GM: “True. But I’m sure a dance degree is still worth a lot, for them to offer it. Though I’m surprised you’re not doing a STEM major, if you’re going into skincare…?”

“Dermatologists are doctors, right?”

Celia: “They are. I’m doing esthetics. It’s a little different. Trade school.”

GM: “Oh. And you’re still going to Tulane?” Dani sounds surprised.

Celia: “Well, dance isn’t a super demanding major. Just the gen eds.”

GM: “Oh, I guess that makes sense. I mean, you have to try not to get a good grade in dance classes.”

Celia: “You really, really do.”

“Although.”

GM: “At least at your mom’s, anyway, I dunno if it’s harder in college?”

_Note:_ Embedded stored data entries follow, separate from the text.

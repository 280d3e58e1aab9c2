//! UACE scoring: principal passes, subsidiary passes and total points.

use std::iter::Sum;
use std::ops::Add;

use serde::{Deserialize, Serialize};

use crate::clause::SubjectEntry;
use crate::grade::{LetterGrade, OverallGrade};

/// Pass counts and points for one candidate.
#[derive(Debug, Clone, Copy, Default, PartialEq, Eq, Serialize, Deserialize)]
#[serde(rename_all = "camelCase")]
pub struct ScoreSummary {
    pub principal_passes: u32,
    pub subsidiary_passes: u32,
    pub total_points: u32,
}

impl Add for ScoreSummary {
    type Output = Self;

    fn add(self, rhs: Self) -> Self {
        Self {
            principal_passes: self.principal_passes + rhs.principal_passes,
            subsidiary_passes: self.subsidiary_passes + rhs.subsidiary_passes,
            total_points: self.total_points + rhs.total_points,
        }
    }
}

impl Sum for ScoreSummary {
    fn sum<I: Iterator<Item = Self>>(iter: I) -> Self {
        iter.fold(Self::default(), Add::add)
    }
}

/// What a single subject adds to the candidate's summary.
///
/// A principal `O` is a subsidiary-equivalent pass: it adds to
/// `subsidiary_passes`, never to `principal_passes`.
pub fn contribution(grade: OverallGrade) -> ScoreSummary {
    match grade {
        OverallGrade::Numeric(1..=6) => ScoreSummary {
            principal_passes: 0,
            subsidiary_passes: 1,
            total_points: 1,
        },
        OverallGrade::Numeric(_) => ScoreSummary::default(),
        OverallGrade::Letter(LetterGrade::O) => ScoreSummary {
            principal_passes: 0,
            subsidiary_passes: 1,
            total_points: LetterGrade::O.points(),
        },
        OverallGrade::Letter(LetterGrade::F) => ScoreSummary::default(),
        OverallGrade::Letter(letter) => ScoreSummary {
            principal_passes: 1,
            subsidiary_passes: 0,
            total_points: letter.points(),
        },
    }
}

/// Points one subject earns.
pub fn points(grade: OverallGrade) -> u32 {
    contribution(grade).total_points
}

/// Fold every subject's contribution. Order does not matter.
pub fn score(subjects: &[SubjectEntry]) -> ScoreSummary {
    subjects.iter().map(|s| contribution(s.grade())).sum()
}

Celia: “There was this girl in my class who was, um, kind of rude to the instructor, and said something about how being a cheerleader made her really good at dance, and then started kind of making fun of some of the other dancers, so that was awkward. She didn’t last long.”

GM: “Oh, wow. That is really arrogant.”

Celia: “Little bit, yeah.”

GM: “But, yeah. Dance is a fun class. Or major, I bet. It’s an easy ‘A’, you don’t have to study anything, and you get to move around after all that sitting and lecturing.”

Celia: “We have performances to do and shows to see, but it’s nothing like writing essays and taking tests. Definitely an easy ‘A’.”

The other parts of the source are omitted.